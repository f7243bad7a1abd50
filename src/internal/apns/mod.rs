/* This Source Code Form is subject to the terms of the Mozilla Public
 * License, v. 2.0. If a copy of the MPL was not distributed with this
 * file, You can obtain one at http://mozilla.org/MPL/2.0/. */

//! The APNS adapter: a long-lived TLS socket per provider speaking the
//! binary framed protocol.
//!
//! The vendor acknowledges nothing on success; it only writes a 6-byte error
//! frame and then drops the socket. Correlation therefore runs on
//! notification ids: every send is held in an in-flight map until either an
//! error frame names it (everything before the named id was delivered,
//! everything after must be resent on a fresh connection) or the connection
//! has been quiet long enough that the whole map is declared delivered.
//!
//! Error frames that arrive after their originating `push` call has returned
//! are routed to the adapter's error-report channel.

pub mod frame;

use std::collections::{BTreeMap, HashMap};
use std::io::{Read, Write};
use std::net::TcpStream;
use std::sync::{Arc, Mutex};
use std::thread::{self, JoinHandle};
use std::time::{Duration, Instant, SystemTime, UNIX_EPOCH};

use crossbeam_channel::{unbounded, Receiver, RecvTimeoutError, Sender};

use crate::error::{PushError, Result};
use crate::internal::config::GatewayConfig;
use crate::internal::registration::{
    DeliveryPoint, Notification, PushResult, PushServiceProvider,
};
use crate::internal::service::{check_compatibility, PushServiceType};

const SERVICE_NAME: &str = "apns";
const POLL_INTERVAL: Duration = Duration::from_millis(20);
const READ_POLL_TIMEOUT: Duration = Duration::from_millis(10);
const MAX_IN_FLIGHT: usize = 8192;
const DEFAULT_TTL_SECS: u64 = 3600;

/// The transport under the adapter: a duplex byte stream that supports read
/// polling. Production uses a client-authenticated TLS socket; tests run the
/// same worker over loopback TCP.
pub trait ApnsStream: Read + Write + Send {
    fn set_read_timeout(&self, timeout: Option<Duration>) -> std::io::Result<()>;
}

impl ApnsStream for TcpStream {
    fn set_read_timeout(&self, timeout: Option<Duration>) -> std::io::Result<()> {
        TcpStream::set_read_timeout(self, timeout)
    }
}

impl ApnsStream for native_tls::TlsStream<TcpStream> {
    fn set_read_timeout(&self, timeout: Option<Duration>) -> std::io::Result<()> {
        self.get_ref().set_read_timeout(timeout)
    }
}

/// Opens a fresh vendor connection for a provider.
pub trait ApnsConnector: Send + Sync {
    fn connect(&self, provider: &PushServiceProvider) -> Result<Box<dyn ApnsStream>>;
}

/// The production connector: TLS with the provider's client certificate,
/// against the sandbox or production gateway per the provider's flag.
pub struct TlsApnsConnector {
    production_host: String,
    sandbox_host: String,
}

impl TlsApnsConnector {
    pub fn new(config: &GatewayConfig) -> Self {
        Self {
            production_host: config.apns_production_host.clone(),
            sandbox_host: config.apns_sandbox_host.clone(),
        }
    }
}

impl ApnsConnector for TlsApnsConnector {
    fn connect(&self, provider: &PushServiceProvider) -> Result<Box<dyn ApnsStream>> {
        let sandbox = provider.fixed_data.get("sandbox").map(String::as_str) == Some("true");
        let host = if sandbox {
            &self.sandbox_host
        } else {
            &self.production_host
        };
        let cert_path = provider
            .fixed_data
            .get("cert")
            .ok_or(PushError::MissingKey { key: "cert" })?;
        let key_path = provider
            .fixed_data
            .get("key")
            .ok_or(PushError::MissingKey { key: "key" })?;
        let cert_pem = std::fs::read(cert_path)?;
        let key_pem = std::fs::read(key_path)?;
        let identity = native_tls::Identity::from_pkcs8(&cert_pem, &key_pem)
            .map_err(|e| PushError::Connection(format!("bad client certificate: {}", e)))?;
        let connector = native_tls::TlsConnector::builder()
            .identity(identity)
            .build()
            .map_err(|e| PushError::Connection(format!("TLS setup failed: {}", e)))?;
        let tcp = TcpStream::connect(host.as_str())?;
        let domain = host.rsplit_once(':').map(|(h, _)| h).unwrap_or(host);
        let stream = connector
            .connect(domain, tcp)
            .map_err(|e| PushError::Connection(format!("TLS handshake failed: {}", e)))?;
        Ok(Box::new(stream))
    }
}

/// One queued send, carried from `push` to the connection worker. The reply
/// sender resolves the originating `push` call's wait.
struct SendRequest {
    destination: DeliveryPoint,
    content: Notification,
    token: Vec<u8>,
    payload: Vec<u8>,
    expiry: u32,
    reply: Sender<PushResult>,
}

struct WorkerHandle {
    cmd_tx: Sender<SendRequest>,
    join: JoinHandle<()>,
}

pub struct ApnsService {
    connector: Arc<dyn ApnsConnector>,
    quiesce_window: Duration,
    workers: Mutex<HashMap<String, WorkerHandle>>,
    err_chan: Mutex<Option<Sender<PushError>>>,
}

* * *

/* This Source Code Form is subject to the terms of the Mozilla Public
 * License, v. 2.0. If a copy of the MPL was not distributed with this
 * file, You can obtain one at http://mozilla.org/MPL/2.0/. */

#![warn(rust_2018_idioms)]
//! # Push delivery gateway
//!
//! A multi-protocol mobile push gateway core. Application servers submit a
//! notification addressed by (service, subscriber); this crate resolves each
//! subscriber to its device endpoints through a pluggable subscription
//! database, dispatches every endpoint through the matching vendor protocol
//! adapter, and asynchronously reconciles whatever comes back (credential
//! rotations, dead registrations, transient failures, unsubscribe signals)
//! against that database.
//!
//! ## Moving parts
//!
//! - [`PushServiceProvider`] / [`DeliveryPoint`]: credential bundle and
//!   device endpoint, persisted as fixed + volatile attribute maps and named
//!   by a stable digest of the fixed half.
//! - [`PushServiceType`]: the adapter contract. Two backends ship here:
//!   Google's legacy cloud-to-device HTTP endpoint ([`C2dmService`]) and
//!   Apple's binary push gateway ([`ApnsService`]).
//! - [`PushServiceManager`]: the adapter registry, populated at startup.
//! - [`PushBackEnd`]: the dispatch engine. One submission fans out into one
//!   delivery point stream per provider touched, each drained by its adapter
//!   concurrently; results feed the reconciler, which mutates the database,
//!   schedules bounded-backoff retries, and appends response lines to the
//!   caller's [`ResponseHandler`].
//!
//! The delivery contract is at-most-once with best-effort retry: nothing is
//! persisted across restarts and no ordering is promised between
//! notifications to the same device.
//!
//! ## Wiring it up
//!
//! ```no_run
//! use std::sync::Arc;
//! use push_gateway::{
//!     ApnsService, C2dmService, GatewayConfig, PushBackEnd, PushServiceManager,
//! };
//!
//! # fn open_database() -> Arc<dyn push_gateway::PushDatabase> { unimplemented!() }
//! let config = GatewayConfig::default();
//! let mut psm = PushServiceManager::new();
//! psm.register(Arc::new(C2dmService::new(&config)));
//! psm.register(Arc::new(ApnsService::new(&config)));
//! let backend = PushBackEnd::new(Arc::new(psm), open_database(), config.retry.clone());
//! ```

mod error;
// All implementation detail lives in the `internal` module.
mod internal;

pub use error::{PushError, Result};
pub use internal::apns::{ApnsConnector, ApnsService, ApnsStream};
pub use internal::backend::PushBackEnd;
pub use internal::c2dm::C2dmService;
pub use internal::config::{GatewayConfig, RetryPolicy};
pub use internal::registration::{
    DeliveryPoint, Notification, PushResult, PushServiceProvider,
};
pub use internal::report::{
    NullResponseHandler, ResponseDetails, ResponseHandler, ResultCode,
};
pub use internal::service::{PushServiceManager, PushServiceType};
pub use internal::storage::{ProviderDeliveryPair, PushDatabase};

* * *

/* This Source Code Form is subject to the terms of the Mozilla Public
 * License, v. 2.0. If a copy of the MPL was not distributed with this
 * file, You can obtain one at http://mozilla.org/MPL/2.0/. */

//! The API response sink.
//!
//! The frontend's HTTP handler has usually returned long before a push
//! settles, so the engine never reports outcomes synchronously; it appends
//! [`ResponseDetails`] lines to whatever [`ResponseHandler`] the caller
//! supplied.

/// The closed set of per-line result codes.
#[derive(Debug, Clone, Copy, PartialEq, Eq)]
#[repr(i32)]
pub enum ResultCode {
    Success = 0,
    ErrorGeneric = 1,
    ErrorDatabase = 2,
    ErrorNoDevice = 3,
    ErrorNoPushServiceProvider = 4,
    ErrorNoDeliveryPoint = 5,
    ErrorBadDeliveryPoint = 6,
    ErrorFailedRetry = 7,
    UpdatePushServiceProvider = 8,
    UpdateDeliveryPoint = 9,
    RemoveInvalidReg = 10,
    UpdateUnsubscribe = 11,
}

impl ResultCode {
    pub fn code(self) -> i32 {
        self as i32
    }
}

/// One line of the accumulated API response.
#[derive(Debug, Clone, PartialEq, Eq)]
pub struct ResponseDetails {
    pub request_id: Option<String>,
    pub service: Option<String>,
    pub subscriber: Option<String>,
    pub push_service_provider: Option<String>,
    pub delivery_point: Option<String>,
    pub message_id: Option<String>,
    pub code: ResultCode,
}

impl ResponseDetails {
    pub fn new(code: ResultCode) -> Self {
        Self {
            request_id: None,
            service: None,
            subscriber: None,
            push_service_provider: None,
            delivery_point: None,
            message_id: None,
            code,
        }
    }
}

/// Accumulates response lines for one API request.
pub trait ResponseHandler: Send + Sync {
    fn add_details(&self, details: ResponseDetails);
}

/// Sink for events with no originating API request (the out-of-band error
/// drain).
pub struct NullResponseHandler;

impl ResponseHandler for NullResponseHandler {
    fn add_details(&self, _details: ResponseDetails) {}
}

* * *

TASK GOAL ▸
Which lines of the records above contain the word "ApnsService"? Copy each of them.

WORKED SOLUTION ▸
pub struct ApnsService {
//!   Apple's binary push gateway ([`ApnsService`]).
//!     ApnsService, C2dmService, GatewayConfig, PushBackEnd, PushServiceManager,
//! psm.register(Arc::new(ApnsService::new(&config)));
pub use internal::apns::{ApnsConnector, ApnsService, ApnsStream};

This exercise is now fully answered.